The Alcohol Licensing Department from Lincolnshire Police submitted paperwork for a Licence Review Hearing due to ongoing problems with Boston Corner Shop, West Street, continually selling foreign labelled medicines over a two year period.

On Thursday 22th January 2015 a hearing was held in front of the Boston District Council Licensing Sub-Committee. After hearing all the evidence they agreed with the police that the premises had been actively involved in the illegal sale of foreign labelled medicines. Because of this they believed they were failing to promote the licensing objectives and their Licence was revoked. The Committee also removed Mr Martynas Ginevicius from holding the position of Designated Premises Supervisor, as they had no confidence in his ability to perform this role.

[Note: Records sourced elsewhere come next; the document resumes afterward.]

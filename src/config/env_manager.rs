use serde::{Deserialize, Serialize};

/// Environment variables the video and channel pipelines refuse to run without
pub const REQUIRED_ENV_VARS: &[(&str, &str)] = &[
    ("YOUTUBE_API_KEY", "YouTube Data API v3 key for video and channel metadata"),
    ("GITHUB_TOKEN", "GitHub token for repository metadata, languages and READMEs"),
    ("OPENAI_API_KEY", "OpenAI key for transcript summaries"),
];

/// Stores API keys for the external services
#[derive(Debug, Clone, Default, Serialize, Deserialize, PartialEq, Eq)]
pub struct ApiKeys {
    /// YouTube Data API key
    pub youtube_api_key: Option<String>,
    /// GitHub API token for authenticated requests
    pub github_token: Option<String>,
    /// OpenAI API key
    pub openai_api_key: Option<String>,
}

impl ApiKeys {
    /// Reads every key from the process environment
    pub fn from_env() -> Self {
        Self {
            youtube_api_key: get_env_value("YOUTUBE_API_KEY"),
            github_token: get_env_value("GITHUB_TOKEN"),
            openai_api_key: get_env_value("OPENAI_API_KEY"),
        }
    }

    /// Fills keys absent from a config file with values from the environment
    pub fn merge_env(&mut self) {
        let env = Self::from_env();
        if self.youtube_api_key.is_none() {
            self.youtube_api_key = env.youtube_api_key;
        }
        if self.github_token.is_none() {
            self.github_token = env.github_token;
        }
        if self.openai_api_key.is_none() {
            self.openai_api_key = env.openai_api_key;
        }
    }

    /// Names of required variables that are unset or empty, in declaration order
    pub fn missing(&self) -> Vec<&'static str> {
        REQUIRED_ENV_VARS
            .iter()
            .filter(|(name, _)| self.value_for(name).map_or(true, |v| v.trim().is_empty()))
            .map(|(name, _)| *name)
            .collect()
    }

    fn value_for(&self, name: &str) -> Option<&str> {
        match name {
            "YOUTUBE_API_KEY" => self.youtube_api_key.as_deref(),
            "GITHUB_TOKEN" => self.github_token.as_deref(),
            "OPENAI_API_KEY" => self.openai_api_key.as_deref(),
            _ => None,
        }
    }
}

/// Reads an environment variable, treating an empty value as unset
pub fn get_env_value(key: &str) -> Option<String> {
    let value = std::env::var(key).ok()?;
    if value.is_empty() {
        None
    } else {
        Some(value)
    }
}

#[cfg(test)]
mod tests {
    use super::*;
    use pretty_assertions::assert_eq;

    #[test]
    fn test_missing_reports_unset_and_blank_keys() {
        let keys = ApiKeys {
            youtube_api_key: Some("yt".into()),
            github_token: Some("   ".into()),
            openai_api_key: None,
        };
        assert_eq!(keys.missing(), vec!["GITHUB_TOKEN", "OPENAI_API_KEY"]);
    }

    #[test]
    fn test_missing_is_empty_when_all_present() {
        let keys = ApiKeys {
            youtube_api_key: Some("yt".into()),
            github_token: Some("gh".into()),
            openai_api_key: Some("sk".into()),
        };
        assert!(keys.missing().is_empty());
    }
}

There is a 21 day appeal process; if no appeal is submitted then the revocation comes into action.

Over a two year period the store were visited in joint operations by Lincolnshire Police and the Medicines and HealthCare Products Regulatory Agency on three occasions. On every visit they were found to be selling Foreign Labelled Medicines. Despite the best efforts of both agencies to educate the premises to the dangers of selling medicines in this way, they continued to stock and sell these products.

Sergeant Kim Enderby from Lincolnshire Police’s Alcohol Licensing Department said, “This is an excellent result, justifying the hard work of all the agencies involved. Hopefully it sends a strong message to those involved in criminality of this type. Selling foreign labelled medicines is a criminal offence and presents a real danger to members of the local community. Whether you are English and unable to read Latvian instructions or Polish unable to do the same, the risk is to everyone . Particularly worrying was that this store was stocking prescription only medicines, which would normally only be available from a Chemist. These medicines are stronger and liable to have more dangerous side effects, hence they are controlled by stricter regulations. Repeated attempts to work with the store to educate them to the inherent dangers of this activity failed and left us with no choice but seek to review the Premises Licence. We remain committed to the disruption, investigation and prosecution of all criminal behaviour being conducted on our Licensed Premises”.